New York certainly got it the week we were there. As did DC.

After Arsenal’s underwhelming 2-0 loss to United in New Jersey, we took in New York the next day. The city was as reassuringly mesmerisingly dazzling as I hoped it would be two decades after my first trip.  

We visited the stupendous One World Trade Centre, its 102 floors of glass and steel shimmering in the heat, its honouring the dead of September 11 understatedly thoughtful. 

At the top, with its incredible views of the five boroughs of New York, the Bronx, Brooklyn, Manhattan, Queens and Staten Island, unveiling themselves in a litany of skyscrapers, streets cut deep into the sandstone, steel and glass, surrounded by the Hudson River, and linked by the Brooklyn, Manhattan and Williamsburg Bridges.
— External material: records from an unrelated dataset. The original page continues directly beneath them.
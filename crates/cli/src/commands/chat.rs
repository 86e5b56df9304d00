//! `ironquill chat` — Interactive or single-message chat mode.

use anyhow::Context;
use ironquill_chat::{ConversationManager, Summarizer, SummarizerConfig, ToolOrchestrator};
use ironquill_config::AppConfig;
use ironquill_core::ToolService;
use ironquill_persist::FileStore;
use ironquill_toolsvc::HttpToolService;
use std::path::PathBuf;
use std::sync::Arc;
use std::time::Duration;
use tokio::io::{AsyncBufReadExt, BufReader};
use tracing::warn;

pub async fn run(message: Option<String>, fresh: bool) -> anyhow::Result<()> {
    let config = AppConfig::load().context("Failed to load config")?;

    // A missing API key gives a confusing HTTP 401 later — catch it early.
    // Ollama runs locally and doesn't need one.
    if !config.has_api_key()
        && config.default_provider != "ollama"
        && !config.providers.contains_key(&config.default_provider)
    {
        eprintln!();
        eprintln!("  ERROR: No API key configured!");
        eprintln!();
        eprintln!("  Set one of these environment variables:");
        eprintln!("    OPENROUTER_API_KEY   (recommended)");
        eprintln!("    OPENAI_API_KEY");
        eprintln!("    IRONQUILL_API_KEY");
        eprintln!();
        eprintln!("  Or add it to your config file:");
        eprintln!("    {}", AppConfig::config_dir().join("config.toml").display());
        eprintln!();
        anyhow::bail!("No API key found. See above for setup instructions.");
    }

    let endpoint = ironquill_providers::build_endpoint(&config);
    let model = ironquill_providers::select::model_for(&config);

    // Tool service per config; "none" leaves the conversation tool-free.
    let tool_service: Option<Arc<dyn ToolService>> = match config.tools.mode.as_str() {
        "local" => Some(Arc::new(
            ironquill_toolsvc::default_service()
                .with_call_timeout(Duration::from_secs(config.tools.call_timeout_secs)),
        )),
        "http" => config.tools.http_url.as_ref().map(|url| {
            Arc::new(HttpToolService::new(url, config.tools.call_timeout_secs))
                as Arc<dyn ToolService>
        }),
        _ => None,
    };

    let mut orchestrator = ToolOrchestrator::new(endpoint.clone(), &model)
        .with_temperature(config.default_temperature)
        .with_max_tokens(config.default_max_tokens)
        .with_max_rounds(config.max_tool_rounds);
    if let Some(service) = tool_service.clone() {
        orchestrator = orchestrator.with_tool_service(service);
    }

    let mut manager =
        ConversationManager::new(orchestrator, &config.system_prompt, config.use_history);

    if config.summarize.enabled {
        let mut summarizer_config = SummarizerConfig::new(
            config
                .summarize
                .model
                .clone()
                .unwrap_or_else(|| model.clone()),
        )
        .with_threshold(config.summarize.threshold);
        summarizer_config.max_tokens = Some(config.summarize.max_tokens);
        summarizer_config.temperature = config.summarize.temperature;
        if let Some(prompt) = &config.summarize.prompt {
            summarizer_config.system_prompt = prompt.clone();
        }
        if let Some(instruction) = &config.summarize.instruction {
            summarizer_config.instruction = instruction.clone();
        }
        manager = manager.with_summarizer(Summarizer::new(endpoint.clone(), summarizer_config));
    }

    if config.persistence.enabled && config.use_history {
        let path = config
            .persistence
            .path
            .as_ref()
            .map(PathBuf::from)
            .unwrap_or_else(FileStore::default_path);
        manager = manager.with_store(Arc::new(FileStore::new(path)));

        if fresh {
            manager.clear_history().await?;
        } else {
            match manager.restore().await {
                Ok(true) => eprintln!("  (restored saved conversation — use --new to start over)"),
                Ok(false) => {}
                Err(e) => warn!(error = %e, "could not restore saved session, starting fresh"),
            }
        }
    }

    if let Some(text) = message {
        // Single message mode
        let response = manager.ask(&text).await?;
        println!("{}", response.content);
        return Ok(());
    }

    // Interactive mode
    println!();
    println!("  Ironquill — Interactive Chat");
    println!("  ----------------------------");
    println!("  Provider:  {}", config.default_provider);
    println!("  Model:     {model}");
    println!(
        "  Tools:     {}",
        match &tool_service {
            Some(service) => service.name(),
            None => "none",
        }
    );
    println!("  History:   {}", if config.use_history { "on" } else { "off" });
    println!();
    println!("  Type your message and press Enter.");
    println!("  Commands: /clear resets the conversation, exit quits.");
    println!();

    let mut lines = BufReader::new(tokio::io::stdin()).lines();

    prompt();
    while let Some(line) = lines.next_line().await? {
        let line = line.trim();
        if line.is_empty() {
            prompt();
            continue;
        }
        if matches!(line, "exit" | "quit" | "/exit" | "/quit" | ":q") {
            break;
        }
        if line == "/clear" {
            manager.clear_history().await?;
            println!("  (conversation cleared)");
            prompt();
            continue;
        }

        match manager.ask(line).await {
            Ok(response) => {
                println!();
                for out in response.content.lines() {
                    println!("  Assistant > {out}");
                }
                if let Some(usage) = &response.usage {
                    tracing::debug!(total_tokens = usage.total_tokens, "turn usage");
                }
                println!();
            }
            Err(e) => {
                // The pending user message is retained; retrying re-sends
                // it as part of the next turn.
                eprintln!("  [Error] {e}");
                eprintln!("  Try again, or type 'exit' to quit.");
                println!();
            }
        }

        prompt();
    }

    println!();
    println!("  Goodbye!");
    Ok(())
}

fn prompt() {
    use std::io::Write;
    print!("  You > ");
    let _ = std::io::stdout().flush();
}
Further afield was New Jersey, East Rutherford, home to the Meadowlands, near to the Sopranos’ Satriale’s Pork Store and all.

We took in a drink at the top of the world. 102 floors up the effortlessly cool and unhurried barman, clad stylishly in all black, nodded at my sweaty, crumpled black Arsenal shirt.

“Go Gunners,” he said. New York got it. Even if the bartender didn’t ask about Arsenal’s chances at Boreham Wood this weekend at Meadow Park, my next Gunners game, back across the Atlantic, on the border of north London and Hertfordshire.

He didn’t have to. New York, and America, simply got it.